Last week, the FCC issued a consent decree entered into with a broadcaster who is the licensee of multiple radio stations, many of which were silent for long periods during the last license renewal cycle. As part of the deal, in order to get renewals for 12 stations granted, the licensee agreed to either surrender the licenses for 9 other stations or to donate them to nonprofit groups. Even the licenses that were renewed were done so only for a short-term (one-year), so the FCC could monitor whether these stations were going to be operated in compliance with the FCC’s minimum operating rules. We have written about cases where the FCC has penalized stations who sought the renewal of the licenses of stations that had prolonged periods of silence during the prior license renewal term (see, for instance, our articles here and here). This case provides much more detail as to the FCC’s thinking in these cases, and provides a warning to broadcasters who might take their stations silent for extended periods that they may not be able to justify to the FCC that they have served the public interest sufficiently to merit the next renewal of their license.
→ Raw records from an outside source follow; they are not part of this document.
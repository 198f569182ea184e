//! Handler for the `batch` command
//!
//! Runs a line-oriented script against a fresh ledger, one command per
//! line. Lines that are blank or start with `#` are skipped.

use super::common::HandlerContext;
use crate::cli::output::OutputFormatter;
use crate::cli::utils::{format_duration, parse_duration};
use crate::config::Config;
use crate::core::{ManualClock, Token};
use crate::error::{ParkingError, Result};
use chrono::Duration;
use std::path::Path;
use std::sync::Arc;
use std::{fs, io};

/// A token given literally or by the order it was issued in
#[derive(Debug, Clone, PartialEq, Eq)]
pub enum TokenRef {
    Literal(String),
    /// `#N`, the token from the N-th successful park (1-based)
    Issued(usize),
}

/// One parsed script line
#[derive(Debug, Clone, PartialEq, Eq)]
pub enum BatchCommand {
    Park {
        owner_name: String,
        phone: String,
        plate_number: String,
        vehicle_type_id: u32,
    },
    Remove(TokenRef),
    List,
    Slots,
    Advance(Duration),
    Exit,
}

impl BatchCommand {
    /// Parse a script line; `Ok(None)` for blank and comment lines
    pub fn parse_line(line: &str) -> Result<Option<Self>> {
        let line = line.trim();
        if line.is_empty() || line.starts_with('#') {
            return Ok(None);
        }

        let words: Vec<&str> = line.split_whitespace().collect();
        let (command, args) = words
            .split_first()
            .ok_or_else(|| ParkingError::invalid_input("Empty command"))?;

        let parsed = match (command.to_lowercase().as_str(), args) {
            ("park", args) => Self::parse_park(args)?,
            ("remove", [token]) => Self::Remove(Self::parse_token_ref(token)?),
            ("list" | "queue", []) => Self::List,
            ("slots", []) => Self::Slots,
            ("advance", [duration]) => Self::Advance(parse_duration(duration)?),
            ("exit" | "quit", []) => Self::Exit,
            ("remove", _) => return Err(ParkingError::invalid_input("Usage: remove <token|#N>")),
            ("advance", _) => {
                return Err(ParkingError::invalid_input("Usage: advance <duration>"));
            },
            (other @ ("list" | "queue" | "slots" | "exit" | "quit"), _) => {
                return Err(ParkingError::invalid_input(format!(
                    "'{other}' takes no arguments"
                )));
            },
            (other, _) => {
                return Err(ParkingError::invalid_input(format!(
                    "Unknown command '{other}'. Valid commands: park, remove, list, slots, advance, exit"
                )));
            },
        };
        Ok(Some(parsed))
    }

    // The last three words are phone, plate and type id; the rest is the name
    fn parse_park(args: &[&str]) -> Result<Self> {
        let usage = || ParkingError::invalid_input("Usage: park <name...> <phone> <plate> <type-id>");
        if args.len() < 4 {
            return Err(usage());
        }
        let (name, rest) = args.split_at(args.len() - 3);
        let [phone, plate, type_id] = rest else {
            return Err(usage());
        };

        let vehicle_type_id = type_id.parse::<u32>().map_err(|_| {
            if type_id.chars().all(|c| c.is_ascii_digit()) {
                ParkingError::invalid_input(format!("Unknown vehicle type: {type_id}"))
            } else {
                ParkingError::invalid_input(format!(
                    "Invalid vehicle type '{type_id}'. Please enter a number."
                ))
            }
        })?;

        Ok(Self::Park {
            owner_name: name.join(" "),
            phone: (*phone).to_string(),
            plate_number: (*plate).to_string(),
            vehicle_type_id,
        })
    }

    fn parse_token_ref(token: &str) -> Result<TokenRef> {
        match token.strip_prefix('#') {
            Some(index) => match index.parse::<usize>() {
                Ok(n) if n > 0 => Ok(TokenRef::Issued(n)),
                _ => Err(ParkingError::invalid_input(format!(
                    "Invalid token reference '{token}'. Use #1 for the first issued token"
                ))),
            },
            None => Ok(TokenRef::Literal(token.to_string())),
        }
    }
}

/// Handle the `batch` command
///
/// Ledger rejections and malformed lines are reported and the script
/// carries on.
///
/// # Errors
///
/// Returns an error if the script cannot be read, the ledger cannot be
/// built from `config`, or output fails.
pub fn handle_batch_command(
    file: Option<&Path>,
    manual_clock: bool,
    config: &Config,
    seed: Option<u64>,
    formatter: OutputFormatter,
) -> Result<()> {
    let script = match file {
        Some(path) => fs::read_to_string(path)?,
        None => io::read_to_string(io::stdin())?,
    };

    let clock = manual_clock.then(|| Arc::new(ManualClock::starting_now()));
    let mut ctx = HandlerContext::new(config, seed, clock, formatter)?;
    let mut runner = BatchRunner::default();

    for (index, line) in script.lines().enumerate() {
        let line_number = index + 1;
        let command = match BatchCommand::parse_line(line) {
            Ok(Some(command)) => command,
            Ok(None) => continue,
            Err(e) => {
                report_input_error(&ctx, line_number, &e)?;
                continue;
            },
        };

        if command == BatchCommand::Exit {
            break;
        }
        if let Err(e) = runner.execute(&mut ctx, command) {
            if !e.is_recoverable() {
                return Err(e);
            }
            report_input_error(&ctx, line_number, &e)?;
        }
    }

    tracing::info!(
        issued = runner.issued.len(),
        parked = ctx.ledger.len(),
        "batch finished"
    );
    Ok(())
}

#[derive(Default)]
struct BatchRunner {
    issued: Vec<Token>,
}

impl BatchRunner {
    fn execute(&mut self, ctx: &mut HandlerContext, command: BatchCommand) -> Result<()> {
        match command {
            BatchCommand::Park {
                owner_name,
                phone,
                plate_number,
                vehicle_type_id,
            } => {
                if let Some(token) = ctx.park(&owner_name, &phone, &plate_number, vehicle_type_id)? {
                    self.issued.push(token);
                }
            },
            BatchCommand::Remove(token_ref) => {
                let token = self.resolve(&token_ref)?;
                ctx.remove(&token)?;
            },
            BatchCommand::List => ctx.show_queue()?,
            BatchCommand::Slots => ctx.show_slots()?,
            BatchCommand::Advance(by) => {
                let clock = ctx.manual_clock().ok_or_else(|| {
                    ParkingError::invalid_input("'advance' needs the --manual-clock flag")
                })?;
                clock.advance(by).ok_or_else(|| {
                    ParkingError::invalid_input(format!(
                        "Cannot advance the clock by {}: date out of range",
                        format_duration(by)
                    ))
                })?;
                if ctx.formatter.is_json() {
                    ctx.formatter.print_json(&serde_json::json!({
                        "status": "success",
                        "action": "advance",
                        "minutes": by.num_minutes(),
                    }))?;
                } else {
                    ctx.formatter
                        .info(&format!("Clock advanced by {}", format_duration(by)));
                }
            },
            BatchCommand::Exit => {},
        }
        Ok(())
    }

    fn resolve(&self, token_ref: &TokenRef) -> Result<String> {
        match token_ref {
            TokenRef::Literal(token) => Ok(token.clone()),
            TokenRef::Issued(n) => self
                .issued
                .get(n - 1)
                .map(|token| token.as_str().to_string())
                .ok_or_else(|| {
                    ParkingError::invalid_input(format!(
                        "#{n} does not refer to an issued token ({} issued so far)",
                        self.issued.len()
                    ))
                }),
        }
    }
}

fn report_input_error(ctx: &HandlerContext, line: usize, error: &ParkingError) -> Result<()> {
    if ctx.formatter.is_json() {
        ctx.formatter.print_json(&serde_json::json!({
            "status": "error",
            "action": "input",
            "line": line,
            "message": error.user_message(),
        }))
    } else {
        ctx.formatter
            .error(&format!("line {line}: {}", error.user_message()));
        Ok(())
    }
}

#[cfg(test)]
mod tests {
    use super::*;
    use crate::core::Clock;

    fn parse(line: &str) -> BatchCommand {
        BatchCommand::parse_line(line).unwrap().unwrap()
    }

    #[test]
    fn test_parse_park_with_multi_word_name() {
        assert_eq!(
            parse("park Anita Rao 9876543210 KA01AB1234 1"),
            BatchCommand::Park {
                owner_name: "Anita Rao".to_string(),
                phone: "9876543210".to_string(),
                plate_number: "KA01AB1234".to_string(),
                vehicle_type_id: 1,
            }
        );
    }

    #[test]
    fn test_parse_park_errors() {
        assert!(BatchCommand::parse_line("park A 111 KA01").is_err());
        assert!(BatchCommand::parse_line("park A 111 KA01 car").is_err());
        // Out-of-catalog ids parse; the ledger rejects them
        assert!(BatchCommand::parse_line("park A 111 KA01 9").is_ok());
    }

    #[test]
    fn test_parse_other_commands() {
        assert_eq!(
            parse("remove 123456ABC"),
            BatchCommand::Remove(TokenRef::Literal("123456ABC".to_string()))
        );
        assert_eq!(parse("REMOVE #2"), BatchCommand::Remove(TokenRef::Issued(2)));
        assert_eq!(parse("list"), BatchCommand::List);
        assert_eq!(parse("queue"), BatchCommand::List);
        assert_eq!(parse("slots"), BatchCommand::Slots);
        assert_eq!(parse("advance 2h30m"), BatchCommand::Advance(Duration::minutes(150)));
        assert_eq!(parse("exit"), BatchCommand::Exit);
    }

    #[test]
    fn test_parse_skips_blank_and_comments() {
        assert!(BatchCommand::parse_line("").unwrap().is_none());
        assert!(BatchCommand::parse_line("   ").unwrap().is_none());
        assert!(BatchCommand::parse_line("# park A 1 2 3").unwrap().is_none());
    }

    #[test]
    fn test_parse_rejects_malformed() {
        assert!(BatchCommand::parse_line("remove").is_err());
        assert!(BatchCommand::parse_line("remove #0").is_err());
        assert!(BatchCommand::parse_line("slots now").is_err());
        assert!(BatchCommand::parse_line("fly away").is_err());
    }

    #[test]
    fn test_runner_resolves_issued_tokens() {
        let mut config = Config::default();
        config.ledger.total_slots = 2;
        let mut ctx = HandlerContext::new(
            &config,
            Some(1),
            Some(Arc::new(ManualClock::starting_now())),
            OutputFormatter::new(false, true),
        )
        .unwrap();
        let mut runner = BatchRunner::default();

        runner.execute(&mut ctx, parse("park A 111 KA01 1")).unwrap();
        assert_eq!(runner.issued.len(), 1);

        let err = runner.execute(&mut ctx, parse("remove #2")).unwrap_err();
        assert!(err.is_recoverable());

        runner.execute(&mut ctx, parse("advance 3h")).unwrap();
        runner.execute(&mut ctx, parse("remove #1")).unwrap();
        assert!(ctx.ledger.is_empty());
    }

    #[test]
    fn test_advance_past_date_range_is_input_error() {
        let clock = Arc::new(ManualClock::starting_now());
        let before = clock.now();
        let mut ctx = HandlerContext::new(
            &Config::default(),
            None,
            Some(Arc::clone(&clock)),
            OutputFormatter::new(false, true),
        )
        .unwrap();

        let err = BatchRunner::default()
            .execute(&mut ctx, parse("advance 2500000000h"))
            .unwrap_err();
        assert!(matches!(err, ParkingError::InvalidInput(_)));
        assert_eq!(clock.now(), before);
    }

    #[test]
    fn test_parse_oversized_durations_and_type_ids() {
        let err = BatchCommand::parse_line("advance 9999999999999h").unwrap_err();
        assert!(matches!(err, ParkingError::InvalidInput(_)));

        assert_eq!(
            parse("park A 111 KA01 300"),
            BatchCommand::Park {
                owner_name: "A".to_string(),
                phone: "111".to_string(),
                plate_number: "KA01".to_string(),
                vehicle_type_id: 300,
            }
        );
        let mut ctx = HandlerContext::new(
            &Config::default(),
            None,
            None,
            OutputFormatter::new(false, true),
        )
        .unwrap();
        let mut runner = BatchRunner::default();
        runner.execute(&mut ctx, parse("park A 111 KA01 300")).unwrap();
        assert!(runner.issued.is_empty());
        assert!(ctx.ledger.is_empty());

        let err = BatchCommand::parse_line("park A 111 KA01 99999999999").unwrap_err();
        assert!(err.user_message().contains("Unknown vehicle type"));
    }

    #[test]
    fn test_advance_needs_manual_clock() {
        let mut ctx = HandlerContext::new(
            &Config::default(),
            None,
            None,
            OutputFormatter::new(false, true),
        )
        .unwrap();
        let err = BatchRunner::default()
            .execute(&mut ctx, parse("advance 1h"))
            .unwrap_err();
        assert!(matches!(err, ParkingError::InvalidInput(_)));
    }
}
The FCC decision in this case notes that there have been numerous decisions warning broadcasters that prolonged periods of silence on a broadcast station, even if authorized by the FCC through an STA, may still raise substantial questions as to whether a broadcaster has served the public interest sufficiently to receive a license renewal. A broadcaster, in order to receive a license renewal, must show that it has served the needs and interests of its community of license and service area. If the station is off the air for but a few days when it pops back on to save its license, there is little time to provide any substantial service to the community (as we wrote here and here, there is a statutory provision – Section 312(g) – that says that stations that have been off the air for more than a year without any operation will automatically lose their license unless the FCC finds that the license should be reinstated to promote “equity and fairness,” prompting some stations to operate for just a few days each year to avoid invoking the automatic forfeiture of their license). So, while the FCC entered into a settlement with the licensee in this case allowing the preservation of some licenses, the extensive discussion of the history and underlying reasoning of the decision to require that the licensee forfeit numerous other licenses was clearly meant as a warning to other broadcasters to not sit on their spectrum and expect a license renewal. The next license renewal cycle for radio starts in just two years, so broadcasters need to be thinking about these issues in anticipation of the filings that they will soon be making. Prolonged periods of silence risk a station’s license – so be sure that you are operating and serving the public interest.